BlackBerry’s CEO admits that younger users prefer an on-screen keyboard.

BlackBerry on Tuesday unveiled two new phones at the Mobile World Conference in Barcelona—one for each end of its user base. The first, still unnamed phone will have a touchscreen and slide-down physical keyboard, while the other, called the Leap, ditches the keyboard entirely for a pure touchscreen experience.

Why is BlackBerry giving up its iconic physical keyboard with the new Leap phone? As BlackBerry CEO John Chen said in an interview with Bloomberg, Leap is aimed at emerging smartphone markets, like Brazil and Indonesia, and will be priced at $275, less than half what the latest iPhones retail for. But the Leap will also be pitched as an alternative option for younger businessfolk, who aren’t as enthusiastic as their older counterparts are about the push-button keyboard that is BlackBerry’s signature feature.

“The mid-end and high-end professionals, they grew up with the keyboard and love the keyboard. But the entry-level people, a lot of them like to have a touchscreen. They’ve been asking for one, so we did one for them,” Chen told Bloomberg.

The Leap’s tech won’t blow anyone away: Its 16GB of storage is on the small side, and it has a standard 5-inch display and an 8-megapixel camera (still the maximum resolution on the iPhone 6’s camera). But the 25-hour battery life is promising. As for the other, unnamed phone with the sliding keyboard, there aren’t many details yet, but The Verge reports that it will have the “dual-curved” edges first seen in the Samsung Galaxy S6. But if BlackBerry’s unexpected success reviving the smartphone keyboard with its ungainly-looking Passport phone is any indicator, BlackBerry is paying attention to the right demands from its enterprise niche.

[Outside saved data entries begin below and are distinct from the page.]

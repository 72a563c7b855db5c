use crate::{hls::PLAYLIST_MIME_TYPE, metrics, server::state::PlaylistState};
use axum::{
    extract::State,
    http::{HeaderValue, StatusCode, Uri, header},
    response::IntoResponse,
};
use tracing::{debug, info};

/// Serve the playlist body with the HLS content type
pub async fn serve_playlist(State(state): State<PlaylistState>) -> impl IntoResponse {
    info!("Serving playlist ({} bytes)", state.content.len());
    metrics::record_request(200);

    (
        StatusCode::OK,
        [
            (header::CONTENT_TYPE, HeaderValue::from_static(PLAYLIST_MIME_TYPE)),
            (header::CONTENT_LENGTH, HeaderValue::from(state.content.len())),
        ],
        state.content.to_string(),
    )
}

/// Every path other than the playlist
pub async fn not_found(uri: Uri) -> impl IntoResponse {
    debug!("No route for {}", uri.path());
    metrics::record_request(404);
    StatusCode::NOT_FOUND
}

BlackBerry has battled back from the brink in the year since Chen took over operations, but in that time, Chinese megafacturers of budget smartphones like Xiaomi have aggressively carved business away from Samsung and other established smartphone makers. Amazingly, Chen isn’t worried. “It’s disruptive for the lower end,” says Chen in a Bloomberg interview. “But here’s the interesting thing: Just like the PC business, the server business, and everything else, the low-end starts burrowing into the middle and the middle-end pushes up to the top, so every one of us has to innovate more stuff and add more features. But how it’s disruptive to us remains to be seen: It hasn’t gotten into my space yet.”